Thursday, April 7, 2011

Decisions

To be really honest, I've had an amazing past few days.  I know it sounds silly since I received really sad news on Monday, but I honestly feel like a huge weight has been lifted.  We had no issue at all conceiving Beans and it is just too bizarre that there is nothing medically preventing me or Mr. Lovey Pants from conceiving again, but it just isn't happening.  After 7 months of TTC on our own and 14 months of various medications, injections, IUIs and IVFs with no baby as a result, I am beginning to believe that maybe there is something else. 

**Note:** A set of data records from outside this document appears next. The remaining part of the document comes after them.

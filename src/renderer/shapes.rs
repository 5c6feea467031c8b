//! Shape generation for 2D primitives

use super::vertex::Vertex;

/// Two triangles covering an axis-aligned rectangle
pub fn rect(x: f32, y: f32, w: f32, h: f32, color: [f32; 4]) -> [Vertex; 6] {
    let (x0, y0, x1, y1) = (x, y, x + w, y + h);
    [
        Vertex::new(x0, y0, color),
        Vertex::new(x0, y1, color),
        Vertex::new(x1, y0, color),
        Vertex::new(x1, y0, color),
        Vertex::new(x0, y1, color),
        Vertex::new(x1, y1, color),
    ]
}

/// Map a point in court pixels (y down) to normalized device coordinates (y up)
#[inline]
pub fn court_to_ndc(x: f32, y: f32, court_width: f32, court_height: f32) -> (f32, f32) {
    (x / court_width * 2.0 - 1.0, 1.0 - y / court_height * 2.0)
}

#[cfg(test)]
mod tests {
    use super::*;

    #[test]
    fn test_rect_corners() {
        let verts = rect(10.0, 20.0, 30.0, 40.0, [1.0; 4]);
        let mut xs: Vec<f32> = verts.iter().map(|v| v.position[0]).collect();
        let mut ys: Vec<f32> = verts.iter().map(|v| v.position[1]).collect();
        xs.dedup();
        ys.sort_by(|a, b| a.partial_cmp(b).unwrap());
        ys.dedup();
        assert!(xs.iter().all(|&x| x == 10.0 || x == 40.0));
        assert_eq!(ys, vec![20.0, 60.0]);
    }

    #[test]
    fn test_court_to_ndc() {
        assert_eq!(court_to_ndc(0.0, 0.0, 800.0, 400.0), (-1.0, 1.0));
        assert_eq!(court_to_ndc(800.0, 400.0, 800.0, 400.0), (1.0, -1.0));
        assert_eq!(court_to_ndc(400.0, 200.0, 800.0, 400.0), (0.0, 0.0));
    }
}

I went for a Reiki session the other night and it was AMAZING.  I truly feel like I made a lot of headway and I feel completely at peace with myself for taking this road.   I cannot wait to go back next week and make more progress. I want to continue on this path....not just for fertility reasons, but I am opening up myself spiritually in ways that I could never have imagined.  I know with every bit of me that I am making a huge, awesome transformation on so many different levels.

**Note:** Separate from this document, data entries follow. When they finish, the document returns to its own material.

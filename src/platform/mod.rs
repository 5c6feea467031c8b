//! Platform abstraction layer
//!
//! Handles the host-facing side of the loop:
//! - Keyboard mapping and input sampling
//! - Frame driving (tick then render)

pub mod driver;
pub mod input;

pub use driver::{Driver, HeadlessScheduler, Scheduler};
pub use input::{Autopilot, Control, InputSource, KeyState, control_for_key};
//! Player preferences
//!
//! Persisted in LocalStorage on the web. Scores are never stored.

use serde::{Deserialize, Serialize};

use crate::sim::Difficulty;

/// Game settings/preferences
#[derive(Debug, Clone, PartialEq, Serialize, Deserialize)]
#[serde(default)]
pub struct Settings {
    /// Difficulty picked for the last game started
    pub difficulty: Difficulty,
    /// Fixed simulation rate. `None` runs one tick per display refresh.
    pub tick_rate_hz: Option<u32>,
}

impl Default for Settings {
    fn default() -> Self {
        Self {
            difficulty: Difficulty::Easy,
            tick_rate_hz: None,
        }
    }
}

impl Settings {
    /// Seconds per simulation tick when a fixed rate is configured
    pub fn fixed_dt(&self) -> Option<f32> {
        self.tick_rate_hz
            .filter(|&hz| hz > 0)
            .map(|hz| 1.0 / hz as f32)
    }

    /// Decode stored settings, falling back to defaults on bad data
    pub fn from_json(json: &str) -> Self {
        match serde_json::from_str(json) {
            Ok(settings) => settings,
            Err(e) => {
                log::warn!("Ignoring stored settings: {}", e);
                Self::default()
            }
        }
    }

    /// LocalStorage key
    #[allow(dead_code)]
    const STORAGE_KEY: &'static str = "retro_pong_settings";

    /// Load settings from LocalStorage (WASM only)
    #[cfg(target_arch = "wasm32")]
    pub fn load() -> Self {
        let storage = web_sys::window()
            .and_then(|w| w.local_storage().ok())
            .flatten();

        if let Some(storage) = storage {
            if let Ok(Some(json)) = storage.get_item(Self::STORAGE_KEY) {
                log::info!("Loaded settings from LocalStorage");
                return Self::from_json(&json);
            }
        }

        log::info!("Using default settings");
        Self::default()
    }

    /// Save settings to LocalStorage (WASM only)
    #[cfg(target_arch = "wasm32")]
    pub fn save(&self) {
        let storage = web_sys::window()
            .and_then(|w| w.local_storage().ok())
            .flatten();

        if let Some(storage) = storage {
            if let Ok(json) = serde_json::to_string(self) {
                let _ = storage.set_item(Self::STORAGE_KEY, &json);
                log::info!("Settings saved");
            }
        }
    }

    /// Native stubs
    #[cfg(not(target_arch = "wasm32"))]
    pub fn load() -> Self {
        Self::default()
    }

    #[cfg(not(target_arch = "wasm32"))]
    pub fn save(&self) {
        // No-op for native
    }
}

#[cfg(test)]
mod tests {
    use super::*;

    #[test]
    fn test_json_round_trip_and_fallback() {
        let settings = Settings {
            difficulty: Difficulty::Hard,
            tick_rate_hz: Some(60),
        };
        let json = serde_json::to_string(&settings).unwrap();
        assert_eq!(Settings::from_json(&json), settings);

        assert_eq!(Settings::from_json("garbage"), Settings::default());
        // Missing fields take defaults
        let partial = Settings::from_json(r#"{ "difficulty": "Impossible" }"#);
        assert_eq!(partial.difficulty, Difficulty::Impossible);
        assert_eq!(partial.tick_rate_hz, None);
    }

    #[test]
    fn test_fixed_dt() {
        assert_eq!(Settings::default().fixed_dt(), None);
        let fixed = Settings {
            tick_rate_hz: Some(120),
            ..Default::default()
        };
        assert_eq!(fixed.fixed_dt(), Some(1.0 / 120.0));
        let zero = Settings {
            tick_rate_hz: Some(0),
            ..Default::default()
        };
        assert_eq!(zero.fixed_dt(), None);
    }
}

Mr. Lovey Pants and I have decided to not seek any medical intervention until at least September.  I am so done with injections, trips back and forth to the RE, and putting my life on hold...I just want to live again.  I haven't done much of that in about a year.   I surrendered to the fact that I am not pregnant and to be honest, I feel so great.  I want to continue feeling this way and I know that by getting all of these drugs out of my system, I will feel more and more like me.  It feels pretty damn good to be back!